Cependant, une moniale, qui jusque-là avait fortement détesté le staretz et
avait même porté plainte contre lui auprès de l’higoumène, était maintenant
plus bouleversée que quiconque et secrètement elle partit dans le même train
que le père Tavrion.
L'accusation
contre le père Tavrion était complètement ridicule. Apparemment, certains
pèlerins s’étaient plaints que le staretz avait pris de l'argent de leur part pour
des commémorations et ne leur avait pas donné un reçu. L'idée du KGB était que
le staretz se troublerait, serait incapable de répondre et qu’il serait alors
arrêté. Cependant, comme s'il s'attendait à leur plan, il fit semblant d'être
un fonctionnaire soviétique exemplaire: «Bien sûr. J'ai apporté exprès tous les
livres de comptes avec moi, s'il vous plaît, vérifiez. » Et ils dûrent le
laisser partir.
La
deuxième chose qui a préservé le couvent était l'argent. Trois diocèses
(Lettonie. Lituanie et Estonie) étaient soutenus financièrement par d'immenses
sommes venant de toute la Russie. Les moniales ont raconté que des camions
entiers de farine de sarrasin, etc étaient envoyés au monastère voisin de
Piukhtitsa en Estonie. Tous les chauffeurs de taxi connaissent le couvent et
conduisaient joyeusement «au petit staretz qui donne beaucoup.»
En
général, le staretz réussissait à obtenir tout ce dont avait besoin le Couvent
des autorités avides d'argent. Par exemple, en Union soviétique, il était
interdit de construire des églises ou autres bâtiments dans les monastères et les
couvents. Le staretz, selon ses propres termes, «avait l’habitude d’attendre
des occasions favorables». Il invitait les fonctionnaires et, tout en leur
donnant quelque chose à manger, disait qu'il avait besoin de construire un
établissement de bains. Les Lettons, qui étaient très propres et soignés, donnaient
l'autorisation pour un établissement de bains et la construction commençait.

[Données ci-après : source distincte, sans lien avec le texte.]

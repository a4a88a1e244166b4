use crate::{MuletrackError, MuletrackResult};
use serde::{Deserialize, Serialize};
use std::fmt;
use std::str::FromStr;

/// Regional Anypoint control plane a session is bound to.
#[derive(Clone, Copy, Debug, PartialEq, Eq, Hash, Serialize, Deserialize, Default)]
#[serde(rename_all = "lowercase")]
pub enum ControlPlane {
    #[default]
    Us,
    Eu,
    Gov,
}

impl ControlPlane {
    pub fn host(&self) -> &'static str {
        match self {
            ControlPlane::Us => "https://anypoint.mulesoft.com",
            ControlPlane::Eu => "https://eu1.anypoint.mulesoft.com",
            ControlPlane::Gov => "https://gov.anypoint.mulesoft.com",
        }
    }

    pub fn all() -> [ControlPlane; 3] {
        [ControlPlane::Us, ControlPlane::Eu, ControlPlane::Gov]
    }
}

impl fmt::Display for ControlPlane {
    fn fmt(&self, f: &mut fmt::Formatter<'_>) -> fmt::Result {
        match self {
            ControlPlane::Us => write!(f, "us"),
            ControlPlane::Eu => write!(f, "eu"),
            ControlPlane::Gov => write!(f, "gov"),
        }
    }
}

impl FromStr for ControlPlane {
    type Err = MuletrackError;

    fn from_str(s: &str) -> MuletrackResult<Self> {
        match s.trim().to_lowercase().as_str() {
            "us" => Ok(ControlPlane::Us),
            "eu" => Ok(ControlPlane::Eu),
            "gov" => Ok(ControlPlane::Gov),
            other => Err(MuletrackError::Config(format!(
                "Invalid control plane '{}'. Valid values are 'us', 'eu' or 'gov'",
                other
            ))),
        }
    }
}

/// Organization (business group) and environment pair that narrows every
/// directory and metrics query.
#[derive(Clone, Debug, PartialEq, Eq, Hash, Serialize, Deserialize)]
pub struct Scope {
    pub org_id: String,
    pub env_id: String,
}

impl Scope {
    pub fn new(org_id: impl Into<String>, env_id: impl Into<String>) -> Self {
        Self {
            org_id: org_id.into(),
            env_id: env_id.into(),
        }
    }
}

impl fmt::Display for Scope {
    fn fmt(&self, f: &mut fmt::Formatter<'_>) -> fmt::Result {
        write!(f, "org={} env={}", self.org_id, self.env_id)
    }
}
mod commands;
mod config_cmd;
mod connect;
mod environment;
mod exchange;
mod info;
mod monitor;
mod status;
mod utils;

pub use commands::{Cli, Commands, ExchangeAction};
pub use config_cmd::handle_config;
pub use connect::run_connect;
pub use environment::run_environment;
pub use exchange::run_exchange_list;
pub use info::show_version;
pub use monitor::{run_monitor, MonitorArgs};
pub use status::show_status;
pub use utils::{init_logging, Paths, RED, RESET};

Inaperçu, un deuxième étage était ajouté à la petite maison de bains, où les
pèlerins pouvaient passer la nuit. De la même manière un réfectoire et une
cuisine gigantesque furent construits sur le bûcher.
La
troisième raison pour laquelle la vie du couvent était paisible était l’exceptionnellement
bonne attitude de l'évêque diocésain envers le staretz. Le staretz n’enseignait
jamais aux gens la haine des communistes, mais la haine de l'esprit communiste,
l'esprit de l'Antéchrist. Ainsi, quand les gens venaient au couvent des
paroisses modernistes, il les réprimandait beaucoup plus qu’il ne le faisait
pour les communistes, dont les mères et les épouses venaient souvent en visite.
Un
jour les deux artistes qui faisaient de l’art abstrait sont venus. Le staretz ne
leur dit rien pour eux personnellement, mais dans son sermon du soir (il donnait
le sermon deux fois à la Liturgie, une fois après l'Evangile, une fois à la fin
du service, puis deux fois dans la soirée), il déclara: «Nous devons garder les
règles de l'Église sur la manière de recevoir la Communion, comment jeûner et
ainsi de suite. Mais si vous ne voulez pas les garder, alors que dois-je, moi prophète, vous dire? Et en regardant
directement les artistes, il a presque crié. «Hors de l'église. L'un d'eux est
parti le lendemain, l'autre resta un peu plus longtemps, mais il respecta
toutes les règles du couvent. Lorsque, dans ses dernières années, le staretz reçut
des lettres de ces modernistes, il grogna presque: «Brûlez les lettres, brûlez-les! Ayez pitié
de moi, je suis malade, je n'ai pas le temps. » Mais en même temps, pour
les lettres de gens simples, croyants ou qui voulaient croire, il avait à la
fois la force et le temps de répondre.